No. 10 – Georgia Bulldogs
- Position: Tight end
- Class: Sophomore

Personal information
- Listed height: 6 ft 7 in (2.01 m)
- Listed weight: 255 lb (116 kg)

Career information
- High school: Camden County (Kingsland, Georgia)
- College: Georgia (2025–present);
- Stats at ESPN

= Elyiss Williams =

American football player

Elyiss Williams is an American college football tight end for the Georgia Bulldogs of the Southeastern Conference (SEC).

==Early life==
Williams initially attended Charlton County High School. As a sophomore in Charlton County's run-dominant offense, he had six catches for 192 yards and one touchdown. Williams averaged 16.9 points, 12.9 rebounds, and 3.8 blocks per game during his sophomore basketball season.
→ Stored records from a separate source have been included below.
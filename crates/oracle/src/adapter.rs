//! The oracle adapter: typed calls over a [`Provider`].

use std::fmt;
use std::sync::Arc;

use rollcall_config::AppConfig;
use rollcall_core::error::OracleError;
use rollcall_core::{Classification, ImagePayload, Message, Name, Provider, ProviderRequest};
use tracing::{debug, info};

use crate::prompt;
use crate::response;

/// What kind of image an extraction call is reading.
#[derive(Debug, Clone, Copy, PartialEq, Eq)]
pub enum ExtractionMode {
    /// An official roster (photo or scan of a list)
    Roster,
    /// A session capture (meeting screenshot)
    Observation,
}

impl ExtractionMode {
    fn prompt(self) -> &'static str {
        match self {
            ExtractionMode::Roster => prompt::ROSTER_EXTRACTION_PROMPT,
            ExtractionMode::Observation => prompt::OBSERVATION_EXTRACTION_PROMPT,
        }
    }
}

impl fmt::Display for ExtractionMode {
    fn fmt(&self, f: &mut fmt::Formatter<'_>) -> fmt::Result {
        match self {
            ExtractionMode::Roster => f.write_str("roster"),
            ExtractionMode::Observation => f.write_str("observation"),
        }
    }
}

/// Issues extraction and matching requests and enforces their contracts.
pub struct OracleAdapter {
    provider: Arc<dyn Provider>,
    model: String,
    temperature: f32,
    max_tokens: Option<u32>,
    strict: bool,
    min_name_chars: usize,
}

impl OracleAdapter {
    pub fn new(provider: Arc<dyn Provider>, model: impl Into<String>) -> Self {
        Self {
            provider,
            model: model.into(),
            temperature: 0.0,
            max_tokens: None,
            strict: true,
            min_name_chars: 2,
        }
    }

    /// Build an adapter with the model, sampling and validation settings
    /// from `config`.
    pub fn from_config(provider: Arc<dyn Provider>, config: &AppConfig) -> Self {
        let model = config.model_for(provider.name());
        Self::new(provider, model)
            .with_temperature(config.default_temperature)
            .with_max_tokens(config.default_max_tokens)
            .with_strict_response(config.matching.strict_response)
            .with_min_name_chars(config.extraction.min_oracle_name_chars)
    }

    pub fn with_temperature(mut self, temperature: f32) -> Self {
        self.temperature = temperature;
        self
    }

    pub fn with_max_tokens(mut self, max_tokens: u32) -> Self {
        self.max_tokens = Some(max_tokens);
        self
    }

    pub fn with_strict_response(mut self, strict: bool) -> Self {
        self.strict = strict;
        self
    }

    pub fn with_min_name_chars(mut self, min_chars: usize) -> Self {
        self.min_name_chars = min_chars;
        self
    }

    pub fn provider_name(&self) -> &str {
        self.provider.name()
    }

    pub fn model(&self) -> &str {
        &self.model
    }

    fn request(&self, messages: Vec<Message>) -> ProviderRequest {
        let request = ProviderRequest::new(&self.model, messages).with_temperature(self.temperature);
        match self.max_tokens {
            Some(max) => request.with_max_tokens(max),
            None => request,
        }
    }

    /// Read the names in one image.
    ///
    /// An empty list is a valid answer. Only transport failures are errors.
    pub async fn extract_names(
        &self,
        image: ImagePayload,
        mode: ExtractionMode,
    ) -> Result<Vec<Name>, OracleError> {
        let source = image.source.clone();
        let request = self.request(vec![Message::user_with_image(mode.prompt(), image)]);

        let response = self.provider.complete(request).await?;
        let names = response::parse_name_lines(&response.message.content, self.min_name_chars);

        debug!(%source, %mode, names = names.len(), "Extraction reply parsed");
        Ok(names)
    }

    /// Classify `observed` against `roster` in a single matching request.
    ///
    /// The reply is validated whole; a malformed reply yields no partial
    /// classification.
    pub async fn classify(
        &self,
        roster: &[Name],
        observed: &[Name],
    ) -> Result<Classification, OracleError> {
        let payload = prompt::matching_payload(roster, observed);
        let request = self.request(vec![
            Message::system(prompt::MATCHING_SYSTEM_PROMPT),
            Message::user(payload),
        ]);

        info!(
            provider = %self.provider.name(),
            model = %self.model,
            roster = roster.len(),
            observed = observed.len(),
            "Sending matching request"
        );

        let response = self.provider.complete(request).await?;
        let classification = response::parse_matching_response(&response.message.content, self.strict)?;

        let counts = classification.counts();
        info!(
            present = counts.present,
            absent = counts.absent,
            unexpected = counts.unexpected,
            "Matching response accepted"
        );
        Ok(classification)
    }
}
He transferred to Camden County High School before the start of his junior year. Williams caught 25 passes for 530 yards and seven touchdowns in his first year with the team.

Williams is rated a five-star recruit and is the consensus top tight end prospect in the 2025 recruiting class. He committed to play college football at Georgia.

==College career==
Williams joined the Georgia Bulldogs as an early enrollee and took part in the team's practices for the 2025 Sugar Bowl.